Prates - Então eu vou te dizer uma coisa: a grife Diário é interessante, mas eu hoje tenho mais leitores do que eu tinha no Diário. E isto é comprovado. Isto não uma frase de um sujeito que não está no Diário. Tenho mais leitores porque a tendência, hoje, e isto o The New York Times disse em editorial e Warren Buffet, um dos caras mais ricos do mundo, está comprando todos os principais jornais regionais dos EUA, porque a tendência é o cidadão ler o jornal da sua cidade. Os fatos mais amplos estão no jornal televisivo da noite. Se você pegar o jornal, cuja circulação começa por Florianópolis e tu estiveres em Chapecó, ou em São Miguel do Oeste, não vai haver uma notícia de Chapecó, ou de São Miguel do Oeste ali. Se houver, é uma noticiazinha.
O jornal da tua região te dá sobre polícia, sociedade, educação, política, compra e vendas de automóveis e imóveis, tudo. O jornal da tua região é o teu jornal. Como eu escrevo no Jornal A tribuna do Sul, o maior do Sul, o jornal do extremo Oeste, que é o Diário Iguaçu, o jornal Correio do Povo, de Jaraguá do Sul, etc, etc, etc, somando todos esses jornais dá muito mais leitores que o Diário Catarinense. Eu não tenho a grife, mas tenho leitores. Tu queres escrever num grande jornal e não ser lido, ou tu queres escrever em outros jornais e ser devorado? Esta é uma visão do mercado moderno, graças a Deus.
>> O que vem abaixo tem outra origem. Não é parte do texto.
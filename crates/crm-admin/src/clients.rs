use crate::{Client, ClientUpdate, Db, NewClient, Result};

use crm_core::Error;
use uuid::Uuid;

/// Client records, limited to their built-in fields.
#[derive(Debug)]
pub struct ClientAdmin<'a> {
    db: &'a Db,
}

impl<'a> ClientAdmin<'a> {
    pub(crate) fn new(db: &'a Db) -> ClientAdmin<'a> {
        ClientAdmin { db }
    }

    pub async fn create(&self, client: NewClient) -> Result<Client> {
        if client.name.trim().is_empty() {
            return Err(Error::validation_empty("client name"));
        }

        let client = self.db.metadata().await.create_client(client).await?;
        tracing::info!(id = %client.id, "client created");
        Ok(client)
    }

    /// All clients, newest first.
    pub async fn list(&self) -> Result<Vec<Client>> {
        self.db.metadata().await.all_clients().await
    }

    pub async fn get(&self, id: Uuid) -> Result<Option<Client>> {
        self.db.metadata().await.client_by_id(id).await
    }

    pub async fn update(&self, id: Uuid, update: ClientUpdate) -> Result<Client> {
        if update.name.as_deref().is_some_and(|name| name.trim().is_empty()) {
            return Err(Error::validation_empty("client name"));
        }

        self.db.metadata().await.update_client(id, update).await
    }

    pub async fn delete(&self, id: Uuid) -> Result<()> {
        self.db.metadata().await.delete_client(id).await?;
        tracing::info!(%id, "client deleted");
        Ok(())
    }
}
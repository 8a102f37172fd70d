use clap::Parser;
use crm_cli::Cli;
use tracing_subscriber::EnvFilter;

#[tokio::main]
async fn main() -> anyhow::Result<()> {
    tracing_subscriber::fmt()
        .with_env_filter(
            EnvFilter::try_from_default_env().unwrap_or_else(|_| EnvFilter::new("warn")),
        )
        .with_writer(std::io::stderr)
        .init();

    Cli::parse().run().await
}
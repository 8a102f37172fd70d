use crate::PasswordHash;

use chrono::{DateTime, Utc};
use uuid::Uuid;

/// An operator account, a row of `crm_users`.
#[derive(Debug, Clone, PartialEq)]
pub struct CrmUser {
    pub id: Uuid,
    pub email: String,
    pub password_hash: PasswordHash,
    pub name: Option<String>,
    pub phone_number: Option<String>,
    pub created_at: DateTime<Utc>,
    pub updated_at: DateTime<Utc>,
}

#[derive(Debug, Clone, PartialEq)]
pub struct NewUser {
    pub email: String,
    pub password_hash: PasswordHash,
    pub name: Option<String>,
    pub phone_number: Option<String>,
}

/// A partial update of a user. `None` leaves a field unchanged.
#[derive(Debug, Default, Clone, PartialEq)]
pub struct UserUpdate {
    pub email: Option<String>,
    pub password_hash: Option<PasswordHash>,
    pub name: Option<String>,
    pub phone_number: Option<String>,
}

impl UserUpdate {
    pub fn is_empty(&self) -> bool {
        self.email.is_none()
            && self.password_hash.is_none()
            && self.name.is_none()
            && self.phone_number.is_none()
    }
}
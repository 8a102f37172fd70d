pub mod driver;
pub use driver::{Connection, Driver};

mod error;
pub use error::{Error, IntoError, Residue};

pub mod schema;
pub use schema::Schema;

pub mod stmt;

/// A Result type alias that uses the crate's [`Error`] type.
pub type Result<T> = core::result::Result<T, Error>;

pub use async_trait::async_trait;
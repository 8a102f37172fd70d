use super::Operation;

/// Introspects a live table.
///
/// Responds with one row per column, ordered by position:
/// `(column_name, data_type, is_nullable, column_default)`, where
/// `is_nullable` is `"YES"` or `"NO"` and `column_default` may be null.
#[derive(Debug, Clone, PartialEq)]
pub struct DescribeTable {
    pub table: String,
}

impl From<DescribeTable> for Operation {
    fn from(value: DescribeTable) -> Self {
        Self::DescribeTable(value)
    }
}
use super::Statement;

use crm_core::schema::db::TableId;

/// A statement to create a registered table.
#[derive(Debug, Clone)]
pub struct CreateTable {
    /// Table to create.
    pub table: TableId,

    /// Whether or not to add an `IF NOT EXISTS` clause.
    pub if_not_exists: bool,
}

impl Statement {
    /// Creates a table if it does not exist yet.
    pub fn create_table_if_not_exists(table: TableId) -> Self {
        CreateTable {
            table,
            if_not_exists: true,
        }
        .into()
    }
}

impl From<CreateTable> for Statement {
    fn from(value: CreateTable) -> Self {
        Self::CreateTable(value)
    }
}
use crm_admin::{ColumnType, Strategy};
use pretty_assertions::assert_eq;
use tests::{assert_classified, assert_ok, tests, DbTest};

async fn add_integer_column(mut test: DbTest) {
    let db = test.setup_db(Strategy::Auto).await;

    let column = assert_ok!(
        db.columns()
            .add_column("Lead Score", ColumnType::Integer, None)
            .await
    );
    assert_eq!(column.column_name, "custom_lead_score");
    assert_eq!(column.column_type, ColumnType::Integer);
    assert_eq!(column.dropdown_options, None);
    assert_eq!(column.display_name(), "lead score");

    let live = assert_ok!(db.columns().list_schema().await);
    let added = live
        .iter()
        .find(|c| c.column_name == "custom_lead_score")
        .expect("live column");
    assert_eq!(added.data_type, "integer");

    // Appended after the built-in columns
    assert_eq!(live.last(), Some(added));

    let described = assert_ok!(db.columns().list_columns().await);
    assert_eq!(described, [column]);

    assert!(assert_ok!(db.columns().audit().await).is_consistent());
}

async fn add_column_of_every_type(mut test: DbTest) {
    let db = test.setup_db(Strategy::Auto).await;
    let columns = db.columns();

    for ty in ColumnType::ALL {
        let options = ty.is_dropdown().then(|| vec!["a".to_string()]);
        let column = assert_ok!(columns.add_column(&format!("field {ty}"), ty, options).await);
        assert_eq!(column.column_type, ty);
    }

    let report = assert_ok!(columns.audit().await);
    assert!(report.is_consistent(), "{report:#?}");
    assert_eq!(
        assert_ok!(columns.list_columns().await).len(),
        ColumnType::ALL.len()
    );
}

async fn columns_are_listed_newest_first(mut test: DbTest) {
    let db = test.setup_db(Strategy::Auto).await;
    let columns = db.columns();

    for name in ["First", "Second", "Third"] {
        assert_ok!(columns.add_column(name, ColumnType::String, None).await);
        tokio::time::sleep(std::time::Duration::from_millis(2)).await;
    }

    let names: Vec<_> = assert_ok!(columns.list_columns().await)
        .into_iter()
        .map(|c| c.column_name.to_string())
        .collect();
    assert_eq!(names, ["custom_third", "custom_second", "custom_first"]);
}

async fn add_dropdown_then_rename(mut test: DbTest) {
    let db = test.setup_db(Strategy::Auto).await;
    let columns = db.columns();

    let region = assert_ok!(
        columns
            .add_column(
                "Region",
                ColumnType::Dropdown,
                Some(vec![" North ".into(), "".into(), "South".into()]),
            )
            .await
    );
    assert_eq!(region.column_name, "custom_region");
    assert_eq!(
        region.dropdown_options,
        Some(vec![" North ".to_string(), "South".to_string()])
    );

    let territory = assert_ok!(columns.rename_column(region.id, "Territory").await);
    assert_eq!(territory.id, region.id);
    assert_eq!(territory.column_name, "custom_territory");
    assert_eq!(territory.column_type, ColumnType::Dropdown);
    assert_eq!(territory.dropdown_options, region.dropdown_options);
    assert_eq!(territory.created_at, region.created_at);

    let live: Vec<_> = assert_ok!(columns.list_schema().await)
        .into_iter()
        .map(|c| c.column_name)
        .collect();
    assert!(live.contains(&"custom_territory".to_string()));
    assert!(!live.contains(&"custom_region".to_string()));

    assert!(assert_ok!(columns.audit().await).is_consistent());
}

async fn dropdown_without_options_changes_nothing(mut test: DbTest) {
    let db = test.setup_db(Strategy::Auto).await;

    for options in [None, Some(vec![]), Some(vec!["  ".to_string()])] {
        assert_classified!(
            db.columns()
                .add_column("Stage", ColumnType::Dropdown, options)
                .await,
            is_validation
        );
    }

    assert!(test.log().is_empty(), "{:#?}", test.log());
    assert!(assert_ok!(db.columns().list_columns().await).is_empty());
}

async fn options_for_other_types_are_dropped(mut test: DbTest) {
    let db = test.setup_db(Strategy::Auto).await;

    let column = assert_ok!(
        db.columns()
            .add_column("Notes", ColumnType::String, Some(vec!["x".into()]))
            .await
    );
    assert_eq!(column.dropdown_options, None);
}

async fn invalid_names(mut test: DbTest) {
    let db = test.setup_db(Strategy::Auto).await;

    assert_classified!(
        db.columns().add_column("   ", ColumnType::String, None).await,
        is_validation
    );
    assert_classified!(
        db.columns().add_column("%%%", ColumnType::String, None).await,
        is_validation
    );

    assert!(test.log().is_empty());
}

async fn duplicate_add_is_rejected_before_ddl(mut test: DbTest) {
    let db = test.setup_db(Strategy::Auto).await;

    assert_ok!(db.columns().add_column("Region", ColumnType::String, None).await);
    test.log().clear();

    // Derives the same identifier
    assert_classified!(
        db.columns().add_column("REGION", ColumnType::Integer, None).await,
        is_duplicate
    );

    assert!(test.log().ddl().is_empty(), "{:?}", test.log().ddl());
}

async fn rename_to_same_name(mut test: DbTest) {
    let db = test.setup_db(Strategy::Auto).await;
    let column = assert_ok!(db.columns().add_column("Region", ColumnType::String, None).await);
    test.log().clear();

    assert_classified!(
        db.columns().rename_column(column.id, "region").await,
        is_same_name
    );

    assert!(test.log().ddl().is_empty());
    assert_eq!(assert_ok!(db.columns().list_columns().await), [column]);
}

async fn rename_collision(mut test: DbTest) {
    let db = test.setup_db(Strategy::Auto).await;
    let columns = db.columns();

    let region = assert_ok!(columns.add_column("Region", ColumnType::String, None).await);
    assert_ok!(columns.add_column("Territory", ColumnType::String, None).await);
    test.log().clear();

    assert_classified!(
        columns.rename_column(region.id, "Territory").await,
        is_duplicate
    );
    assert!(test.log().ddl().is_empty());
}

async fn unknown_ids(mut test: DbTest) {
    let db = test.setup_db(Strategy::Auto).await;
    let id = uuid::Uuid::new_v4();

    assert_classified!(
        db.columns().rename_column(id, "Anything").await,
        is_record_not_found
    );
    assert_classified!(db.columns().delete_column(id).await, is_record_not_found);

    assert!(test.log().ddl().is_empty());
}

async fn delete_column(mut test: DbTest) {
    let db = test.setup_db(Strategy::Auto).await;
    let columns = db.columns();

    let kept = assert_ok!(columns.add_column("Kept", ColumnType::Boolean, None).await);
    let column = assert_ok!(columns.add_column("Score", ColumnType::Integer, None).await);

    assert_ok!(columns.delete_column(column.id).await);

    let live = assert_ok!(columns.list_schema().await);
    assert!(live.iter().all(|c| c.column_name != "custom_score"));
    assert_eq!(assert_ok!(columns.list_columns().await), [kept]);
    assert!(assert_ok!(columns.audit().await).is_consistent());
}

async fn list_schema_of_fresh_table(mut test: DbTest) {
    let db = test.setup_db(Strategy::Auto).await;

    let live = assert_ok!(db.columns().list_schema().await);
    let names: Vec<_> = live.iter().map(|c| c.column_name.as_str()).collect();

    assert_eq!(
        names,
        ["id", "name", "email", "phone", "created_at", "updated_at"]
    );
    assert!(live.iter().all(|c| !c.is_custom()));
}

tests!(
    add_integer_column,
    add_column_of_every_type,
    columns_are_listed_newest_first,
    add_dropdown_then_rename,
    dropdown_without_options_changes_nothing,
    options_for_other_types_are_dropped,
    invalid_names,
    duplicate_add_is_rejected_before_ddl,
    rename_to_same_name,
    rename_collision,
    unknown_ids,
    delete_column,
    list_schema_of_fresh_table,
);
fn main() {
    if let Err(err) = specroute::cli::run_cli() {
        eprintln!("error: {err:#}");
        std::process::exit(1);
    }
}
Ping - Quando você completou 50 anos de carreira a Viviane Bevilacqua fez uma belíssima matéria, entrevistando você em casa e mostrando sua família. Entretanto, na oportunidade da tua saída, em 2011, o DC publicou apenas uma notinha. O RH da RBS vacilou nesse caso?
Prates - Não. Me pediram que eu escrevesse a nota de despedida. Eu disse: não vou fazer. Aí, publicaram a notinha dizendo que eu saia da empresa para tratar de negócios particulares. É uma forma educada pra não dizer: estamos demitindo o fulano. Vários outros profissionais já tiveram essa conversa mole pra boi dormir. De repente, o cara sai para tratar de questões pessoais e se dá melhor na vida. No meu caso, entrei num grande esquema de competição entre empresas. Não foi o que eu disse que criou o problema, foi a transformação do que eu disse.
Nós jornalistas sabemos o que significa editar e transformar. Fizeram muito com o Collor isso, independentemente de o Collor ter merecido ou não. Ele dizia assim, por exemplo, nos últimos momentos de governo:
Porque o Brasil é um país fadado ao fracasso, o Brasil é um país de perdedores, o Brasil é um país que não tem futuro. Querem isso para o Brasil, dizem isso do Brasil os que não gostam do Brasil.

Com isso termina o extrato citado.